The biggest challenge is the lack of organic "hallway" conversations. At first it sounds great for all communication to be very focused and "on point", but you miss out on some interesting new ideas - plus the social side of getting to know people.
Our team is less than 15 people, if we were in person everyone on the team would know each other very well, but because we're remote some roles don't have a ton of natural opportunities to connect. So we've created those opportunities. One thing we do is "lightning lunches" where one person educates the team about what they do, as well as a general chat opportunity. Again if we were in person we'd be overhearing each other's work and meetings, but that doesn't happen as naturally if you're remote.
So on the lightning lunch you might learn about how our head of finance thinks about projects and cash runway, how she determines those strategies for our company. We pay for lunch for anyone who attends as a little bonus encouragement. It's a great way to get to know each other and learn more about everything that happens at the company.
Not inherently. Email, seo and social are all effective for driving traffic, how much completely depends on your strategy. At MeetEdgar we use all three :) And they all play into each other.
We're constantly talking about, and watching, what our customers are doing on social media (and with their online marketing in general). We're talking about what they value, what's working, what we think they're going to be spending more time on next year. Basically we try to stay very closely in step with our customers to build the tool that they want now, and will want next year.
Hmm interesting question and a difficult one to answer. I think the eternal struggle is always which path to take, which thing is most important to work on next.
We're now almost 6 years old with thousands of customers, and the list of things to work on and problems to solve is endless. It's a constant battle of balancing projects that could make a bigger impact with smaller things that would retain or improve things for smaller groups of existing customers.
Well I've perused a bunch of other business ideas to various stages :) So Edgar wasn't the only one. Before I launched Edgar I was teaching social media classes and taught a class that taught people how to do manually what Edgar does for you automatically.
(We've updated the class and you can still take it at https://edgar-university.teachable.com/p/social-brilliant)
People were paying for the class and actually implementing the strategy, so it seemed reasonable that they would pay for software to have it done for them. That guess turned out to be correct :)
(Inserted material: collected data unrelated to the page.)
//! VCF structural-variant length derivation.
//!
//! VCF encodes structural variants in the INFO column as semicolon-separated
//! `key=value` subfields. Two keys can describe a variant's length:
//!
//! - `SVLEN`: the length directly, possibly one value per alternate allele
//!   (comma-separated), deletions negative.
//! - `END`: the end coordinate; length is then `END - POS + 1`.
//!
//! [`DelimTextReader::sv_length`] derives the length from whichever key
//! appears first in subfield order, with `SVLEN` taking priority when it is
//! encountered before `END`. When neither is present the
//! [`SV_LEN_NOT_FOUND`] sentinel is returned.
//!
//! # Examples
//!
//! ```
//! use delimstream::DelimTextReader;
//! use std::io::Cursor;
//!
//! let line = "chr1\t100\tsv1\tN\t<DEL>\t.\tPASS\tFOO=BAR;SVLEN=-300\tGT\t0/1\n";
//! let mut reader = DelimTextReader::from_reader(Cursor::new(line), 10, b'\t');
//!
//! assert!(reader.read_entry()?);
//! assert_eq!(reader.sv_length()?, 300);
//! # Ok::<(), delimstream::DelimError>(())
//! ```

use crate::error::Result;
use crate::formats::delimited::DelimTextReader;
use crate::formats::fields::{parse_comma_coords, parse_coord};
use crate::io::LineSource;

/// Field index of the INFO column in a VCF record.
pub const VCF_INFO_FIELD: usize = 7;

/// Field index of the POS column in a VCF record.
pub const VCF_POS_FIELD: usize = 1;

/// Sentinel returned when no length could be derived from the INFO column.
///
/// Callers must treat this as "no derivable length," never as a numeric
/// answer.
pub const SV_LEN_NOT_FOUND: i64 = i64::MIN;

impl<S: LineSource> DelimTextReader<S> {
    /// Derives the structural-variant length of the current VCF record.
    ///
    /// Must follow a `read_entry` call that returned `Ok(true)` on a reader
    /// configured for VCF (INFO at field 7); does not advance the reader.
    ///
    /// Subfields of INFO are examined in order:
    /// - a literal `.` placeholder is skipped;
    /// - subfields that do not split into exactly `key=value` are ignored;
    /// - `SVLEN` returns immediately: the absolute value of the single
    ///   length, or, for a multi-valued list, the absolute value of the
    ///   maximum of the signed list. The signed maximum is taken first and
    ///   the absolute value applied to it afterwards, so `-50,30,-10`
    ///   yields `30` before `abs`, not `50`;
    /// - `END` returns `END - POS + 1` immediately;
    /// - if neither key matched, [`SV_LEN_NOT_FOUND`] is returned.
    ///
    /// # Errors
    ///
    /// [`crate::DelimError::InvalidCoord`] if a matched `SVLEN`/`END` value
    /// (or the POS field) is not numeric. Malformed subfields that never
    /// match a key are skipped without error.
    pub fn sv_length(&self) -> Result<i64> {
        let info = self.field(VCF_INFO_FIELD);
        for subfield in info.split(';') {
            if subfield == "." {
                continue;
            }
            let parts: Vec<&str> = subfield.split('=').filter(|p| !p.is_empty()).collect();
            if parts.len() != 2 {
                continue;
            }
            match parts[0] {
                "SVLEN" => {
                    let lens = parse_comma_coords(parts[1], self.line_number())?;
                    match lens.as_slice() {
                        [] => continue,
                        [only] => return Ok(only.abs()),
                        many => {
                            // Signed max first, then abs. Looks like it may
                            // have been meant as max-of-abs, but this is the
                            // behavior downstream tools depend on.
                            let max = *many.iter().max().unwrap();
                            return Ok(max.abs());
                        }
                    }
                }
                "END" => {
                    let end = parse_coord(parts[1], self.line_number())?;
                    let pos = self.field_coord(VCF_POS_FIELD)?;
                    return Ok(end - pos + 1);
                }
                _ => {}
            }
        }
        Ok(SV_LEN_NOT_FOUND)
    }
}

#[cfg(test)]
mod tests {
    use super::*;
    use crate::error::DelimError;
    use std::io::Cursor;

    /// Builds a one-record VCF reader with the given POS and INFO text and
    /// positions it on the record.
    fn vcf_reader(pos: &str, info: &str) -> DelimTextReader<Cursor<String>> {
        let line = format!("chr1\t{pos}\tid1\tN\t<DEL>\t.\tPASS\t{info}\tGT\t0/1\n");
        let mut r = DelimTextReader::from_reader(Cursor::new(line), 10, b'\t');
        assert!(r.read_entry().unwrap());
        r
    }

    #[test]
    fn svlen_takes_priority_over_end() {
        let r = vcf_reader("100", "FOO=BAR;SVLEN=100;END=200");
        assert_eq!(r.sv_length().unwrap(), 100);
    }

    #[test]
    fn svlen_is_absolute_valued() {
        let r = vcf_reader("100", "SVLEN=-300");
        assert_eq!(r.sv_length().unwrap(), 300);
    }

    #[test]
    fn multi_valued_svlen_takes_signed_max_then_abs() {
        // max of [-50, 30, -10] is 30; abs(30) = 30. NOT max-of-abs = 50.
        let r = vcf_reader("100", "FOO=BAR;SVLEN=-50,30,-10");
        assert_eq!(r.sv_length().unwrap(), 30);
    }

    #[test]
    fn multi_valued_svlen_all_negative() {
        // max of [-50, -30, -10] is -10; abs gives 10.
        let r = vcf_reader("100", "SVLEN=-50,-30,-10");
        assert_eq!(r.sv_length().unwrap(), 10);
    }

    #[test]
    fn end_key_derives_length_from_pos() {
        let r = vcf_reader("100", "END=150");
        assert_eq!(r.sv_length().unwrap(), 51);
    }

    #[test]
    fn end_before_svlen_wins() {
        // First matching key in subfield order returns immediately.
        let r = vcf_reader("100", "END=150;SVLEN=999");
        assert_eq!(r.sv_length().unwrap(), 51);
    }

    #[test]
    fn placeholder_info_yields_sentinel() {
        let r = vcf_reader("100", ".");
        assert_eq!(r.sv_length().unwrap(), SV_LEN_NOT_FOUND);
    }

    #[test]
    fn no_matching_keys_yields_sentinel() {
        let r = vcf_reader("100", "DP=50;AF=0.25;DB");
        assert_eq!(r.sv_length().unwrap(), SV_LEN_NOT_FOUND);
    }

    #[test]
    fn malformed_subfields_are_ignored() {
        // Flags, doubled '=', and empty values never match a key.
        let r = vcf_reader("100", "DB;A=B=C;SVLEN=;END=150");
        assert_eq!(r.sv_length().unwrap(), 51);
    }

    #[test]
    fn non_numeric_svlen_value_errors() {
        let r = vcf_reader("100", "SVLEN=big");
        assert!(matches!(
            r.sv_length(),
            Err(DelimError::InvalidCoord { .. })
        ));
    }

    #[test]
    fn non_numeric_end_value_errors() {
        let r = vcf_reader("100", "END=tail");
        assert!(r.sv_length().is_err());
    }
}
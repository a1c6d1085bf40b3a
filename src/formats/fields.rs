//! Field-level parsing helpers.
//!
//! Small utilities shared by the reader and the VCF layer: parsing genomic
//! coordinates out of field text, and parsing comma-separated coordinate
//! lists (multi-valued INFO entries).

use crate::error::{DelimError, Result};

/// Parses a genomic coordinate from field text.
///
/// Accepts an optional leading `+` or `-` followed by ASCII digits. Anything
/// else (empty text, embedded whitespace, floats) is rejected.
///
/// # Errors
///
/// Returns [`DelimError::InvalidCoord`] naming `line` if the text does not
/// parse.
///
/// # Examples
///
/// ```
/// use delimstream::formats::fields::parse_coord;
///
/// assert_eq!(parse_coord("12345", 1)?, 12345);
/// assert_eq!(parse_coord("-50", 1)?, -50);
/// assert!(parse_coord("12.5", 1).is_err());
/// # Ok::<(), delimstream::DelimError>(())
/// ```
pub fn parse_coord(text: &str, line: usize) -> Result<i64> {
    text.parse::<i64>().map_err(|_| DelimError::InvalidCoord {
        text: text.to_string(),
        line,
    })
}

/// Parses a comma-separated list of coordinates.
///
/// Empty tokens (from leading, trailing, or doubled commas) are skipped
/// rather than rejected, so `"100,"` yields `[100]`.
///
/// # Errors
///
/// Returns [`DelimError::InvalidCoord`] on the first non-empty token that
/// does not parse.
pub fn parse_comma_coords(text: &str, line: usize) -> Result<Vec<i64>> {
    text.split(',')
        .filter(|tok| !tok.is_empty())
        .map(|tok| parse_coord(tok, line))
        .collect()
}

#[cfg(test)]
mod tests {
    use super::*;

    #[test]
    fn parses_plain_coordinates() {
        assert_eq!(parse_coord("0", 1).unwrap(), 0);
        assert_eq!(parse_coord("248956422", 1).unwrap(), 248956422);
        assert_eq!(parse_coord("-100", 1).unwrap(), -100);
        assert_eq!(parse_coord("+7", 1).unwrap(), 7);
    }

    #[test]
    fn rejects_malformed_coordinates() {
        for bad in ["", "12.5", "1e6", "12 34", "chr1", "--5"] {
            let err = parse_coord(bad, 42).unwrap_err();
            match err {
                DelimError::InvalidCoord { text, line } => {
                    assert_eq!(text, bad);
                    assert_eq!(line, 42);
                }
                other => panic!("unexpected error: {other:?}"),
            }
        }
    }

    #[test]
    fn parses_comma_lists() {
        assert_eq!(parse_comma_coords("-50,30,-10", 1).unwrap(), vec![-50, 30, -10]);
        assert_eq!(parse_comma_coords("100", 1).unwrap(), vec![100]);
        // empty tokens skipped
        assert_eq!(parse_comma_coords("100,", 1).unwrap(), vec![100]);
        assert_eq!(parse_comma_coords(",", 1).unwrap(), Vec::<i64>::new());
    }

    #[test]
    fn comma_list_propagates_parse_errors() {
        assert!(parse_comma_coords("100,x,300", 5).is_err());
    }
}
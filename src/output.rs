//! Output mapping and relay drive
//!
//! Remote clients address outputs by logical number. A fixed table built once
//! from the hardware description turns that into a GPIO number, and the invert
//! mask turns the requested logical level into the level driven on the pin.

use embedded_hal::digital::StatefulOutputPin;
use heapless::Vec;
use log::{debug, warn};

use crate::BoardError;
use crate::profile::InvertMask;

/// Outputs supported by the one-byte invert mask
pub const MAX_OUTPUTS: usize = 8;

/// Declared wiring of the relay outputs
#[derive(Debug, Clone, Copy)]
pub struct HardwareDescription {
    /// Logical number of the first output
    pub first_logical: u8,
    /// GPIO number per output, in logical order
    pub physical_pins: &'static [u8],
}

/// Immutable logical to physical lookup table
#[derive(Debug, Clone)]
pub struct OutputMap {
    first: u8,
    pins: Vec<u8, MAX_OUTPUTS>,
}

impl OutputMap {
    pub fn new(hardware: &HardwareDescription) -> Result<Self, BoardError> {
        if hardware.physical_pins.is_empty() {
            return Err(BoardError::BadLogicalIndex);
        }
        let last = usize::from(hardware.first_logical) + hardware.physical_pins.len() - 1;
        if last > usize::from(u8::MAX) {
            return Err(BoardError::BadLogicalIndex);
        }
        let pins = Vec::from_slice(hardware.physical_pins).map_err(|_| BoardError::BadLogicalIndex)?;
        Ok(Self {
            first: hardware.first_logical,
            pins,
        })
    }

    /// Number of logical outputs
    pub fn count(&self) -> usize {
        self.pins.len()
    }

    pub fn first_logical(&self) -> u8 {
        self.first
    }

    /// Every logical output number, in order
    pub fn logicals(&self) -> impl Iterator<Item = u8> + '_ {
        (0..self.pins.len()).map(move |i| self.first + i as u8)
    }

    /// Position of the output in the table and the invert mask
    pub fn bit(&self, logical: u8) -> Result<u8, BoardError> {
        logical
            .checked_sub(self.first)
            .filter(|bit| usize::from(*bit) < self.pins.len())
            .ok_or(BoardError::BadLogicalIndex)
    }

    pub fn logical_to_physical(&self, logical: u8) -> Result<u8, BoardError> {
        let bit = self.bit(logical)?;
        Ok(self.pins[usize::from(bit)])
    }

    /// Level to drive on the pin for a requested logical level
    pub fn apply_invert(&self, mask: InvertMask, logical: u8, level: bool) -> Result<bool, BoardError> {
        let bit = self.bit(logical)?;
        Ok(level ^ mask.is_inverted(bit))
    }
}

/// A set of GPIO outputs addressed by physical pin number
pub trait PinBank {
    fn set_level(&mut self, physical: u8, high: bool) -> Result<(), BoardError>;
    fn level(&mut self, physical: u8) -> Result<bool, BoardError>;
}

/// `PinBank` over `embedded-hal` output pins
pub struct GpioBank<P> {
    pins: Vec<(u8, P), MAX_OUTPUTS>,
}

impl<P: StatefulOutputPin> GpioBank<P> {
    pub fn new() -> Self {
        Self { pins: Vec::new() }
    }

    /// Register the pin wired to GPIO `physical`
    pub fn add(&mut self, physical: u8, pin: P) -> Result<(), BoardError> {
        self.pins.push((physical, pin)).map_err(|_| BoardError::BufferFull)
    }

    fn pin(&mut self, physical: u8) -> Result<&mut P, BoardError> {
        self.pins
            .iter_mut()
            .find(|(number, _)| *number == physical)
            .map(|(_, pin)| pin)
            .ok_or(BoardError::Pin)
    }
}

impl<P: StatefulOutputPin> Default for GpioBank<P> {
    fn default() -> Self {
        Self::new()
    }
}

impl<P: StatefulOutputPin> PinBank for GpioBank<P> {
    fn set_level(&mut self, physical: u8, high: bool) -> Result<(), BoardError> {
        let pin = self.pin(physical)?;
        let result = if high { pin.set_high() } else { pin.set_low() };
        result.map_err(|_| BoardError::Pin)
    }

    fn level(&mut self, physical: u8) -> Result<bool, BoardError> {
        self.pin(physical)?.is_set_high().map_err(|_| BoardError::Pin)
    }
}

/// Logical outputs: mapping, polarity and the pins behind them
pub struct Outputs<B> {
    map: OutputMap,
    invert: InvertMask,
    bank: B,
}

impl<B: PinBank> Outputs<B> {
    pub fn new(map: OutputMap, invert: InvertMask, bank: B) -> Self {
        Self { map, invert, bank }
    }

    pub fn map(&self) -> &OutputMap {
        &self.map
    }

    pub fn invert(&self) -> InvertMask {
        self.invert
    }

    pub fn bank(&self) -> &B {
        &self.bank
    }

    /// Drive a logical output to the requested logical level
    pub fn set_logical(&mut self, logical: u8, level: bool) -> Result<(), BoardError> {
        let physical = self.map.logical_to_physical(logical)?;
        let actual = self.map.apply_invert(self.invert, logical, level)?;
        debug!("[OUT] logical {} -> pin {} level {}", logical, physical, actual);
        self.bank.set_level(physical, actual)
    }

    /// Logical level currently presented to clients (pin level with invert undone)
    pub fn logical_state(&mut self, logical: u8) -> Result<bool, BoardError> {
        let physical = self.map.logical_to_physical(logical)?;
        let actual = self.bank.level(physical)?;
        self.map.apply_invert(self.invert, logical, actual)
    }

    /// `(logical, level)` for every output
    pub fn states(&mut self) -> Result<Vec<(u8, bool), MAX_OUTPUTS>, BoardError> {
        let mut states = Vec::new();
        for i in 0..self.map.count() {
            let logical = self.map.first_logical() + i as u8;
            let level = self.logical_state(logical)?;
            states.push((logical, level)).map_err(|_| BoardError::BufferFull)?;
        }
        Ok(states)
    }

    /// Drive every output to logical off
    pub fn reset_all(&mut self) -> Result<(), BoardError> {
        for i in 0..self.map.count() {
            let logical = self.map.first_logical() + i as u8;
            self.set_logical(logical, false)?;
        }
        Ok(())
    }

    /// Swap the invert mask, keeping every output at its current logical level
    pub fn set_invert(&mut self, invert: InvertMask) -> Result<(), BoardError> {
        if invert == self.invert {
            return Ok(());
        }
        let states = self.states()?;
        self.invert = invert;
        for (logical, level) in states {
            if let Err(e) = self.set_logical(logical, level) {
                warn!("[OUT] Failed to re-drive output {}: {:?}", logical, e);
                return Err(e);
            }
        }
        Ok(())
    }
}

#[cfg(test)]
pub(crate) mod tests {
    use super::*;
    use core::convert::Infallible;
    use embedded_hal::digital::{ErrorType, OutputPin};

    pub const EIGHT: HardwareDescription = HardwareDescription {
        first_logical: 1,
        physical_pins: &[2, 3, 5, 6, 7, 8, 9, 4],
    };

    /// Records every pin write, indexed by physical pin number
    #[derive(Default)]
    pub struct RecordingBank {
        pub levels: [bool; 32],
        pub writes: std::vec::Vec<(u8, bool)>,
    }

    impl PinBank for RecordingBank {
        fn set_level(&mut self, physical: u8, high: bool) -> Result<(), BoardError> {
            let slot = self.levels.get_mut(usize::from(physical)).ok_or(BoardError::Pin)?;
            *slot = high;
            self.writes.push((physical, high));
            Ok(())
        }

        fn level(&mut self, physical: u8) -> Result<bool, BoardError> {
            self.levels.get(usize::from(physical)).copied().ok_or(BoardError::Pin)
        }
    }

    pub fn outputs(invert: InvertMask) -> Outputs<RecordingBank> {
        Outputs::new(OutputMap::new(&EIGHT).unwrap(), invert, RecordingBank::default())
    }

    #[test]
    fn logical_to_physical_enforces_both_bounds() {
        let map = OutputMap::new(&EIGHT).unwrap();
        assert_eq!(map.logical_to_physical(1), Ok(2));
        assert_eq!(map.logical_to_physical(8), Ok(4));
        assert_eq!(map.logical_to_physical(0), Err(BoardError::BadLogicalIndex));
        assert_eq!(map.logical_to_physical(9), Err(BoardError::BadLogicalIndex));
        assert_eq!(map.logical_to_physical(255), Err(BoardError::BadLogicalIndex));
        assert_eq!(map.logicals().collect::<std::vec::Vec<_>>(), [1, 2, 3, 4, 5, 6, 7, 8]);
    }

    #[test]
    fn invert_flips_and_double_invert_is_identity() {
        let map = OutputMap::new(&EIGHT).unwrap();
        for mask in [0x00u8, 0xFF, 0xA5, 0x01] {
            let mask = InvertMask(mask);
            for logical in map.logicals() {
                let bit = map.bit(logical).unwrap();
                for level in [false, true] {
                    let once = map.apply_invert(mask, logical, level).unwrap();
                    assert_eq!(once, level ^ mask.is_inverted(bit));
                    assert_eq!(map.apply_invert(mask, logical, once), Ok(level));
                }
            }
        }
        assert_eq!(
            map.apply_invert(InvertMask(0), 9, true),
            Err(BoardError::BadLogicalIndex)
        );
    }

    #[test]
    fn oversized_description_is_rejected() {
        let nine = HardwareDescription {
            first_logical: 0,
            physical_pins: &[1, 2, 3, 4, 5, 6, 7, 8, 9],
        };
        assert!(OutputMap::new(&nine).is_err());
        let empty = HardwareDescription {
            first_logical: 0,
            physical_pins: &[],
        };
        assert!(OutputMap::new(&empty).is_err());
    }

    #[test]
    fn inverted_output_drives_complement_and_reads_back_logical() {
        let mut out = outputs(InvertMask(0b0000_0010));
        out.set_logical(2, true).unwrap();
        out.set_logical(1, true).unwrap();
        assert_eq!(out.bank().levels[3], false);
        assert_eq!(out.bank().levels[2], true);
        assert_eq!(out.logical_state(2), Ok(true));
        assert_eq!(out.logical_state(1), Ok(true));
        assert_eq!(out.set_logical(0, true), Err(BoardError::BadLogicalIndex));
    }

    #[test]
    fn reset_all_and_invert_swap_preserve_logical_view() {
        let mut out = outputs(InvertMask(0x0F));
        out.reset_all().unwrap();
        assert!(out.states().unwrap().iter().all(|(_, level)| !level));
        assert_eq!(out.bank().levels[2], true);

        out.set_logical(8, true).unwrap();
        out.set_invert(InvertMask(0x80)).unwrap();
        assert_eq!(out.logical_state(8), Ok(true));
        assert_eq!(out.bank().levels[4], false);
        assert_eq!(out.logical_state(1), Ok(false));
        assert_eq!(out.bank().levels[2], false);
    }

    struct FakePin(bool);

    impl ErrorType for FakePin {
        type Error = Infallible;
    }

    impl OutputPin for FakePin {
        fn set_low(&mut self) -> Result<(), Infallible> {
            self.0 = false;
            Ok(())
        }
        fn set_high(&mut self) -> Result<(), Infallible> {
            self.0 = true;
            Ok(())
        }
    }

    impl StatefulOutputPin for FakePin {
        fn is_set_high(&mut self) -> Result<bool, Infallible> {
            Ok(self.0)
        }
        fn is_set_low(&mut self) -> Result<bool, Infallible> {
            Ok(!self.0)
        }
    }

    #[test]
    fn gpio_bank_routes_by_physical_number() {
        let mut bank = GpioBank::new();
        bank.add(3, FakePin(false)).unwrap();
        bank.add(18, FakePin(true)).unwrap();
        bank.set_level(3, true).unwrap();
        assert_eq!(bank.level(3), Ok(true));
        assert_eq!(bank.level(18), Ok(true));
        assert_eq!(bank.set_level(4, true), Err(BoardError::Pin));
    }
}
No. Even though twitter's feed is no longer strictly chronological, it still only shows recent content at the top. All the networks require a steady stream of content if you want to be seen, none of the tools mine through your timeline for the best content from the past.
The most common thing I see is inconsistency and "going dark". Social media is a LOT to keep up with. Many of our customers are solopreneurs, and trying to keep up with all the different platforms is crazy-making. Many people decide they're finally going to get organised on social and will post for a while then burn out (MeetEdgar solves this problem for the record!)
Actually just this morning I saw a tweet where someone was looking for a business and I replied with a recommendation - but that business hadn't tweeted in several years. It made me unsure if I should tag them as I didn't know if they would see it. Also dead accounts can make people question if you're even still in business.
I always tell businesses that if they just used MeetEdgar to post something from their content library (usually an evergreen blog post) once a day, every day, they would be WAY ahead of most businesses. And spend a little bit of time each week checking in and replying. That's truly all you need to do to get a basic strategy up and running.
Short answer: because we're bootstrapped ;)
It's something we are constantly re-evaluating, and in fact we are launching some easier entry points for Edgar later this year.
We have always been a tool for small businesses, not personal use or hobby use. A free plan for a social tool really opens you up way beyond our core customer base. So we have to balance making sure people have a way to learn about our tool with making sure the access points make business sense for our company.
Boring answer but slack is our command central. Slack is not an always-on tool for us, it's how our team conveys they are in-office and working. Which means we have a no slack on your phone rule - slack is for when you're 100% present and engaged with work.
Well your example is really the only one I can think of! And honestly I only see that kind of "puzzle feed" when brands first launch, not for ongoing posts. I don't see automation and creativity as mutually exclusive. Automation allows you to use your time and energy creating excellent content instead of spending time on the logistics of getting it posted.